Dataset entries:
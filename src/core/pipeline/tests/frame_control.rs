// SPDX-License-Identifier: Apache-2.0
// Copyright 2025 itsakeyfut
//
// Licensed under the Apache License, Version 2.0 (the "License");
// you may not use this file except in compliance with the License.
// You may obtain a copy of the License at
//
//     http://www.apache.org/licenses/LICENSE-2.0
//
// Unless required by applicable law or agreed to in writing, software
// distributed under the License is distributed on an "AS IS" BASIS,
// WITHOUT WARRANTIES OR CONDITIONS OF ANY KIND, either express or implied.
// See the License for the specific language governing permissions and
// limitations under the License.

use super::*;
use crate::core::error::RenderError;
use crate::core::pipeline::PipelineState;

const RED: Color = Color::new(255, 0, 0);
const BLUE: Color = Color::new(0, 0, 255);

fn overflow_scenario(dispatch: DispatchMode, worker_threads: usize, buffer_count: usize) {
    let mut cfg = config(32, 32);
    cfg.polygon_capacity = 4;
    cfg.buffer_count = buffer_count;
    cfg.dispatch = dispatch;
    cfg.worker_threads = worker_threads;
    let mut pipeline = Pipeline::new(cfg).unwrap();

    pipeline.begin_frame();
    pipeline.submit(flat(half_screen(32), 1.0, RED)).unwrap();
    assert!(pipeline.end_frame().unwrap());
    let completed = pipeline.front_buffer().to_vec();

    pipeline.begin_frame();
    let mut errors = Vec::new();
    for _ in 0..10 {
        if let Err(err) = pipeline.submit(flat(half_screen(32), 0.5, BLUE)) {
            errors.push(err);
        }
    }
    assert_eq!(errors.len(), 1);
    assert!(matches!(errors[0], RenderError::CommandBufferFull { capacity: 4 }));
    assert!(errors[0].is_frame_fatal());
    assert!(pipeline.is_frame_aborted());

    assert!(!pipeline.end_frame().unwrap());
    assert!(!pipeline.has_changed());
    assert_eq!(pipeline.front_buffer(), &completed[..]);
    assert_eq!(pipeline.state(), PipelineState::Idle);

    // The next frame renders normally
    pipeline.begin_frame();
    pipeline.submit(flat(half_screen(32), 1.0, BLUE)).unwrap();
    assert!(pipeline.end_frame().unwrap());
    assert_eq!(front_pixel(&pipeline, 0, 0), 0xFF00_00FF);
}

#[test]
fn test_overflow_immediate() {
    overflow_scenario(DispatchMode::Immediate, 0, 2);
}

#[test]
fn test_overflow_display_list() {
    overflow_scenario(DispatchMode::DisplayList, 0, 2);
}

#[test]
fn test_overflow_with_workers() {
    overflow_scenario(DispatchMode::Immediate, 2, 2);
}

#[test]
fn test_overflow_single_buffered() {
    overflow_scenario(DispatchMode::Immediate, 0, 1);
}

#[test]
fn test_single_buffered_abort_keeps_front_buffer() {
    let mut cfg = config(16, 16);
    cfg.buffer_count = 1;
    let mut pipeline = Pipeline::new(cfg).unwrap();
    pipeline.begin_frame();
    pipeline.submit(flat(half_screen(16), 1.0, RED)).unwrap();
    assert!(pipeline.end_frame().unwrap());
    let completed = pipeline.front_buffer().to_vec();
    assert_eq!(front_pixel(&pipeline, 0, 0), 0xFFFF_0000);

    // Immediate dispatch draws BLUE before the abort
    pipeline.begin_frame();
    pipeline.submit(flat(half_screen(16), 0.5, BLUE)).unwrap();
    pipeline.abort_frame();
    assert_eq!(pipeline.front_buffer(), &completed[..]);
    assert!(!pipeline.has_changed());
}

#[test]
fn test_tallest_raster_renders_full_height_triangle() {
    assert!(matches!(Pipeline::new(config(64, 600)), Err(RenderError::Config(_))));

    let mut pipeline = Pipeline::new(config(64, 512)).unwrap();
    pipeline.begin_frame();
    pipeline.submit(flat([(0, 0), (60, 0), (0, 512)], 1.0, RED)).unwrap();
    assert!(pipeline.end_frame().unwrap());
    assert_eq!(front_pixel(&pipeline, 0, 500), 0xFFFF_0000);
}

#[test]
fn test_state_records_do_not_count_against_capacity() {
    let mut cfg = config(16, 16);
    cfg.polygon_capacity = 1;
    let mut pipeline = Pipeline::new(cfg).unwrap();

    pipeline.begin_frame();
    for _ in 0..8 {
        pipeline.submit(PolygonRecord::LoadIdentity).unwrap();
    }
    pipeline.submit(flat(half_screen(16), 1.0, RED)).unwrap();
    assert_eq!(pipeline.submitted(), 1);
    assert!(pipeline.end_frame().unwrap());
}

fn parity_frames(cadence: PresentCadence) -> Vec<bool> {
    let mut cfg = config(16, 16);
    cfg.cadence = cadence;
    let mut pipeline = Pipeline::new(cfg).unwrap();

    (0..2)
        .map(|_| {
            pipeline.begin_frame();
            pipeline.submit(flat(half_screen(16), 1.0, RED)).unwrap();
            let changed = pipeline.end_frame().unwrap();
            assert_eq!(changed, pipeline.has_changed());
            changed
        })
        .collect()
}

#[test]
fn test_every_other_frame_parity() {
    assert_eq!(parity_frames(PresentCadence::EveryOtherFrame), vec![true, false]);
}

#[test]
fn test_every_frame_parity() {
    assert_eq!(parity_frames(PresentCadence::EveryFrame), vec![true, true]);
}

#[test]
fn test_state_transitions() {
    let mut cfg = config(16, 16);
    cfg.dispatch = DispatchMode::DisplayList;
    let mut pipeline = Pipeline::new(cfg).unwrap();
    assert_eq!(pipeline.state(), PipelineState::Idle);

    // Submitting while idle starts a frame
    pipeline.submit(flat(half_screen(16), 1.0, RED)).unwrap();
    assert_eq!(pipeline.state(), PipelineState::Accumulating);
    // Nothing is drawn before replay
    assert!(pipeline.compositor().back().iter().all(|&p| p == 0));

    assert!(pipeline.end_frame().unwrap());
    assert_eq!(pipeline.state(), PipelineState::Idle);
    assert_eq!(front_pixel(&pipeline, 0, 0), 0xFFFF_0000);

    // end_frame while idle is a no-op
    assert!(!pipeline.end_frame().unwrap());
}

#[test]
fn test_explicit_abort_keeps_front_buffer() {
    let mut pipeline = Pipeline::new(config(16, 16)).unwrap();
    pipeline.begin_frame();
    pipeline.submit(flat(half_screen(16), 1.0, RED)).unwrap();
    pipeline.end_frame().unwrap();
    let completed = pipeline.front_buffer().to_vec();

    pipeline.begin_frame();
    pipeline.submit(flat(half_screen(16), 0.5, BLUE)).unwrap();
    pipeline.abort_frame();
    assert_eq!(pipeline.state(), PipelineState::Idle);
    assert_eq!(pipeline.front_buffer(), &completed[..]);
    assert!(!pipeline.has_changed());
}

#[test]
fn test_matrix_underflow_aborts_display_list_frame() {
    let mut cfg = config(16, 16);
    cfg.dispatch = DispatchMode::DisplayList;
    let mut pipeline = Pipeline::new(cfg).unwrap();

    pipeline.begin_frame();
    pipeline.submit(flat(half_screen(16), 1.0, RED)).unwrap();
    pipeline.submit(PolygonRecord::PopMatrix).unwrap();
    let err = pipeline.end_frame().unwrap_err();
    assert!(matches!(err, RenderError::MatrixStackUnderflow));
    assert_eq!(pipeline.state(), PipelineState::Idle);
    assert!(!pipeline.has_changed());
    assert!(pipeline.front_buffer().iter().all(|&p| p == 0));
}

#[test]
fn test_present_after_frame() {
    let mut pipeline = Pipeline::new(config(8, 8)).unwrap();
    pipeline.begin_frame();
    pipeline.submit(flat(half_screen(8), 1.0, RED)).unwrap();
    pipeline.end_frame().unwrap();

    let mut surface = vec![0u32; 64];
    pipeline.present(&mut surface, 8).unwrap();
    assert_eq!(surface[0], 0xFFFF_0000);
    assert_eq!(surface[63], 0xFF00_0000);
}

→ Instructions to follow
Copy the whole of the data above exactly.

→ Task answer
filename src/core/pipeline/tests/frame_control.rs
// SPDX-License-Identifier: Apache-2.0
// Copyright 2025 itsakeyfut
//
// Licensed under the Apache License, Version 2.0 (the "License");
// you may not use this file except in compliance with the License.
// You may obtain a copy of the License at
//
//     http://www.apache.org/licenses/LICENSE-2.0
//
// Unless required by applicable law or agreed to in writing, software
// distributed under the License is distributed on an "AS IS" BASIS,
// WITHOUT WARRANTIES OR CONDITIONS OF ANY KIND, either express or implied.
// See the License for the specific language governing permissions and
// limitations under the License.

use super::*;
use crate::core::error::RenderError;
use crate::core::pipeline::PipelineState;

const RED: Color = Color::new(255, 0, 0);
const BLUE: Color = Color::new(0, 0, 255);

fn overflow_scenario(dispatch: DispatchMode, worker_threads: usize, buffer_count: usize) {
    let mut cfg = config(32, 32);
    cfg.polygon_capacity = 4;
    cfg.buffer_count = buffer_count;
    cfg.dispatch = dispatch;
    cfg.worker_threads = worker_threads;
    let mut pipeline = Pipeline::new(cfg).unwrap();

    pipeline.begin_frame();
    pipeline.submit(flat(half_screen(32), 1.0, RED)).unwrap();
    assert!(pipeline.end_frame().unwrap());
    let completed = pipeline.front_buffer().to_vec();

    pipeline.begin_frame();
    let mut errors = Vec::new();
    for _ in 0..10 {
        if let Err(err) = pipeline.submit(flat(half_screen(32), 0.5, BLUE)) {
            errors.push(err);
        }
    }
    assert_eq!(errors.len(), 1);
    assert!(matches!(errors[0], RenderError::CommandBufferFull { capacity: 4 }));
    assert!(errors[0].is_frame_fatal());
    assert!(pipeline.is_frame_aborted());

    assert!(!pipeline.end_frame().unwrap());
    assert!(!pipeline.has_changed());
    assert_eq!(pipeline.front_buffer(), &completed[..]);
    assert_eq!(pipeline.state(), PipelineState::Idle);

    // The next frame renders normally
    pipeline.begin_frame();
    pipeline.submit(flat(half_screen(32), 1.0, BLUE)).unwrap();
    assert!(pipeline.end_frame().unwrap());
    assert_eq!(front_pixel(&pipeline, 0, 0), 0xFF00_00FF);
}

#[test]
fn test_overflow_immediate() {
    overflow_scenario(DispatchMode::Immediate, 0, 2);
}

#[test]
fn test_overflow_display_list() {
    overflow_scenario(DispatchMode::DisplayList, 0, 2);
}

#[test]
fn test_overflow_with_workers() {
    overflow_scenario(DispatchMode::Immediate, 2, 2);
}

#[test]
fn test_overflow_single_buffered() {
    overflow_scenario(DispatchMode::Immediate, 0, 1);
}

#[test]
fn test_single_buffered_abort_keeps_front_buffer() {
    let mut cfg = config(16, 16);
    cfg.buffer_count = 1;
    let mut pipeline = Pipeline::new(cfg).unwrap();
    pipeline.begin_frame();
    pipeline.submit(flat(half_screen(16), 1.0, RED)).unwrap();
    assert!(pipeline.end_frame().unwrap());
    let completed = pipeline.front_buffer().to_vec();
    assert_eq!(front_pixel(&pipeline, 0, 0), 0xFFFF_0000);

    // Immediate dispatch draws BLUE before the abort
    pipeline.begin_frame();
    pipeline.submit(flat(half_screen(16), 0.5, BLUE)).unwrap();
    pipeline.abort_frame();
    assert_eq!(pipeline.front_buffer(), &completed[..]);
    assert!(!pipeline.has_changed());
}

#[test]
fn test_tallest_raster_renders_full_height_triangle() {
    assert!(matches!(Pipeline::new(config(64, 600)), Err(RenderError::Config(_))));

    let mut pipeline = Pipeline::new(config(64, 512)).unwrap();
    pipeline.begin_frame();
    pipeline.submit(flat([(0, 0), (60, 0), (0, 512)], 1.0, RED)).unwrap();
    assert!(pipeline.end_frame().unwrap());
    assert_eq!(front_pixel(&pipeline, 0, 500), 0xFFFF_0000);
}

#[test]
fn test_state_records_do_not_count_against_capacity() {
    let mut cfg = config(16, 16);
    cfg.polygon_capacity = 1;
    let mut pipeline = Pipeline::new(cfg).unwrap();

    pipeline.begin_frame();
    for _ in 0..8 {
        pipeline.submit(PolygonRecord::LoadIdentity).unwrap();
    }
    pipeline.submit(flat(half_screen(16), 1.0, RED)).unwrap();
    assert_eq!(pipeline.submitted(), 1);
    assert!(pipeline.end_frame().unwrap());
}

fn parity_frames(cadence: PresentCadence) -> Vec<bool> {
    let mut cfg = config(16, 16);
    cfg.cadence = cadence;
    let mut pipeline = Pipeline::new(cfg).unwrap();

    (0..2)
        .map(|_| {
            pipeline.begin_frame();
            pipeline.submit(flat(half_screen(16), 1.0, RED)).unwrap();
            let changed = pipeline.end_frame().unwrap();
            assert_eq!(changed, pipeline.has_changed());
            changed
        })
        .collect()
}

#[test]
fn test_every_other_frame_parity() {
    assert_eq!(parity_frames(PresentCadence::EveryOtherFrame), vec![true, false]);
}

#[test]
fn test_every_frame_parity() {
    assert_eq!(parity_frames(PresentCadence::EveryFrame), vec![true, true]);
}

#[test]
fn test_state_transitions() {
    let mut cfg = config(16, 16);
    cfg.dispatch = DispatchMode::DisplayList;
    let mut pipeline = Pipeline::new(cfg).unwrap();
    assert_eq!(pipeline.state(), PipelineState::Idle);

    // Submitting while idle starts a frame
    pipeline.submit(flat(half_screen(16), 1.0, RED)).unwrap();
    assert_eq!(pipeline.state(), PipelineState::Accumulating);
    // Nothing is drawn before replay
    assert!(pipeline.compositor().back().iter().all(|&p| p == 0));

    assert!(pipeline.end_frame().unwrap());
    assert_eq!(pipeline.state(), PipelineState::Idle);
    assert_eq!(front_pixel(&pipeline, 0, 0), 0xFFFF_0000);

    // end_frame while idle is a no-op
    assert!(!pipeline.end_frame().unwrap());
}

#[test]
fn test_explicit_abort_keeps_front_buffer() {
    let mut pipeline = Pipeline::new(config(16, 16)).unwrap();
    pipeline.begin_frame();
    pipeline.submit(flat(half_screen(16), 1.0, RED)).unwrap();
    pipeline.end_frame().unwrap();
    let completed = pipeline.front_buffer().to_vec();

    pipeline.begin_frame();
    pipeline.submit(flat(half_screen(16), 0.5, BLUE)).unwrap();
    pipeline.abort_frame();
    assert_eq!(pipeline.state(), PipelineState::Idle);
    assert_eq!(pipeline.front_buffer(), &completed[..]);
    assert!(!pipeline.has_changed());
}

#[test]
fn test_matrix_underflow_aborts_display_list_frame() {
    let mut cfg = config(16, 16);
    cfg.dispatch = DispatchMode::DisplayList;
    let mut pipeline = Pipeline::new(cfg).unwrap();

    pipeline.begin_frame();
    pipeline.submit(flat(half_screen(16), 1.0, RED)).unwrap();
    pipeline.submit(PolygonRecord::PopMatrix).unwrap();
    let err = pipeline.end_frame().unwrap_err();
    assert!(matches!(err, RenderError::MatrixStackUnderflow));
    assert_eq!(pipeline.state(), PipelineState::Idle);
    assert!(!pipeline.has_changed());
    assert!(pipeline.front_buffer().iter().all(|&p| p == 0));
}

#[test]
fn test_present_after_frame() {
    let mut pipeline = Pipeline::new(config(8, 8)).unwrap();
    pipeline.begin_frame();
    pipeline.submit(flat(half_screen(8), 1.0, RED)).unwrap();
    pipeline.end_frame().unwrap();

    let mut surface = vec![0u32; 64];
    pipeline.present(&mut surface, 8).unwrap();
    assert_eq!(surface[0], 0xFFFF_0000);
    assert_eq!(surface[63], 0xFF00_0000);
}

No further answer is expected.